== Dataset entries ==
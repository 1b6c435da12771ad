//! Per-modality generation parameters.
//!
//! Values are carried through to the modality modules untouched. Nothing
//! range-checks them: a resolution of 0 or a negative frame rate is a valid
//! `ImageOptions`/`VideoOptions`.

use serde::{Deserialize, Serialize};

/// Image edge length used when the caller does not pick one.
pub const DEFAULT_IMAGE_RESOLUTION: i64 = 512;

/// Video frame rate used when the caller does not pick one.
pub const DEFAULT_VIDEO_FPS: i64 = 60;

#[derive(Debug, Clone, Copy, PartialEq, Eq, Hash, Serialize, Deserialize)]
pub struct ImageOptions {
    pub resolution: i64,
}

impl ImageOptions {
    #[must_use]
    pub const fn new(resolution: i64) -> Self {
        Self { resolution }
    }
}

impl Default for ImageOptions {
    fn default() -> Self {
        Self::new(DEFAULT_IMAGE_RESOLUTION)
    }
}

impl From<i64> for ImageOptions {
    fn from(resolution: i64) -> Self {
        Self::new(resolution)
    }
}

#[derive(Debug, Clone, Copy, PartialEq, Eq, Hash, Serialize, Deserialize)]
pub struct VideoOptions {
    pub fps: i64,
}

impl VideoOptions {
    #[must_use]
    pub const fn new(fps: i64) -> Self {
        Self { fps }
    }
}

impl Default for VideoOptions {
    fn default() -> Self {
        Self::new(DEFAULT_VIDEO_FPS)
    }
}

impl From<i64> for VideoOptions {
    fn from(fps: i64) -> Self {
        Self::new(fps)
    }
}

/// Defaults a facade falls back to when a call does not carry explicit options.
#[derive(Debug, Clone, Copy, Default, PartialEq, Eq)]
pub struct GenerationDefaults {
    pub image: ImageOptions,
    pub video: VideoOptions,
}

--

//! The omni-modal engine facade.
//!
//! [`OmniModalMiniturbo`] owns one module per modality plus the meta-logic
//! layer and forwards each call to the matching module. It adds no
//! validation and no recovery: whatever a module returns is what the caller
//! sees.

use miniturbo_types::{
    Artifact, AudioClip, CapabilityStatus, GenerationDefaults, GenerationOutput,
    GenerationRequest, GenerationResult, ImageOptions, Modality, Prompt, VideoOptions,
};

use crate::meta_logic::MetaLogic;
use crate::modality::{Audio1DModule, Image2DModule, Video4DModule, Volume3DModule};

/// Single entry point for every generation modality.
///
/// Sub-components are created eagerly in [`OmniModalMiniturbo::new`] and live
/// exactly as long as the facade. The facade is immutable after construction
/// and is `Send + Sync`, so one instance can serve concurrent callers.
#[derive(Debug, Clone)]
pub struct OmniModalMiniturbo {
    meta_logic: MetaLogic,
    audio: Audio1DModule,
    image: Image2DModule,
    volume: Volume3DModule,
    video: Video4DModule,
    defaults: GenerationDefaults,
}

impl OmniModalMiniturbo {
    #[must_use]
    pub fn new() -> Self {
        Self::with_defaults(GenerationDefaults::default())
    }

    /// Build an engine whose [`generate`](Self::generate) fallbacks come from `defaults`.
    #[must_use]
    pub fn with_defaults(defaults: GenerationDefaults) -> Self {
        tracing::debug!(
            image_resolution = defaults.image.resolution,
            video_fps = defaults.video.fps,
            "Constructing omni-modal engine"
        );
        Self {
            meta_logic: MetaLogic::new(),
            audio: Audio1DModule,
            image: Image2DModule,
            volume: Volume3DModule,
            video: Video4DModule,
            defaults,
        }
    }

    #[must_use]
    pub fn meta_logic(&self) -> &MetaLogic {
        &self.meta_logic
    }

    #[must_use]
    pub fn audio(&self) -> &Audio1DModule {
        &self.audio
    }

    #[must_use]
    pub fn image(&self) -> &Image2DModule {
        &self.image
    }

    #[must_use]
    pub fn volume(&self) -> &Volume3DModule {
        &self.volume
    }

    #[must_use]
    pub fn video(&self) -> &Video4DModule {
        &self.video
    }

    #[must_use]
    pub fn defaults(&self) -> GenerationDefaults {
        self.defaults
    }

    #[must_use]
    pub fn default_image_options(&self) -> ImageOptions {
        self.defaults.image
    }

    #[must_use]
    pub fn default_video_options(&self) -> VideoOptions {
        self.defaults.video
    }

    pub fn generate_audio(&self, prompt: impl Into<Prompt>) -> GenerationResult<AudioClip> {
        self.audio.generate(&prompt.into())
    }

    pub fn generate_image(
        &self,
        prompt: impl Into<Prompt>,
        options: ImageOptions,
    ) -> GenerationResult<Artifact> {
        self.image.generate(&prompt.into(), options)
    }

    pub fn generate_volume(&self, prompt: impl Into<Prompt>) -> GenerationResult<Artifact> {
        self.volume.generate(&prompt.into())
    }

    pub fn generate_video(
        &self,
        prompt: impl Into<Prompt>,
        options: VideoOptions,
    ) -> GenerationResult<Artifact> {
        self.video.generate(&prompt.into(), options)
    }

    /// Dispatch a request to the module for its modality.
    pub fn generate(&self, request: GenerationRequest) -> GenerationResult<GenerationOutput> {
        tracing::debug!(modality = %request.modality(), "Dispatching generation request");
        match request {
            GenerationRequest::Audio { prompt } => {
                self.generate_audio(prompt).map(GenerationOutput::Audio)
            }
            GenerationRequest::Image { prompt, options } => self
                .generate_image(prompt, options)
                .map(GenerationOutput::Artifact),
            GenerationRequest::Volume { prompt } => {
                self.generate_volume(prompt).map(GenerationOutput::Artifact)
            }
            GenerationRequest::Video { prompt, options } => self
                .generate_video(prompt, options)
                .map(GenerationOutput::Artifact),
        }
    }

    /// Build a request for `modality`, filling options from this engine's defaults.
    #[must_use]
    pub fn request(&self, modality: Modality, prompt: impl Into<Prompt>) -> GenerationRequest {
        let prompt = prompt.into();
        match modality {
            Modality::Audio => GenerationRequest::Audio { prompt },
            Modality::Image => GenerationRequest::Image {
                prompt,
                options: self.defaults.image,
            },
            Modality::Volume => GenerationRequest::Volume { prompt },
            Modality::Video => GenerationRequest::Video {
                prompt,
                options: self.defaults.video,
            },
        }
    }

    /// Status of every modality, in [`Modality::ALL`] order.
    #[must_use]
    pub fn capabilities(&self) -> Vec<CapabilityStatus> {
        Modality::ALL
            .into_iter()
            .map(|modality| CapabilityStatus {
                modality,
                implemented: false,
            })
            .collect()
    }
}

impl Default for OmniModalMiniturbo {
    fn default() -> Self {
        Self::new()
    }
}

== Exercise details ==
Of the lines above, retype only those from the line containing "repository 1b6c435da12771ad" through the line containing "Image edge length", including both, exactly.

== Solution to this exercise ==
repository 1b6c435da12771ad
//! Per-modality generation parameters.
//!
//! Values are carried through to the modality modules untouched. Nothing
//! range-checks them: a resolution of 0 or a negative frame rate is a valid
//! `ImageOptions`/`VideoOptions`.

use serde::{Deserialize, Serialize};

/// Image edge length used when the caller does not pick one.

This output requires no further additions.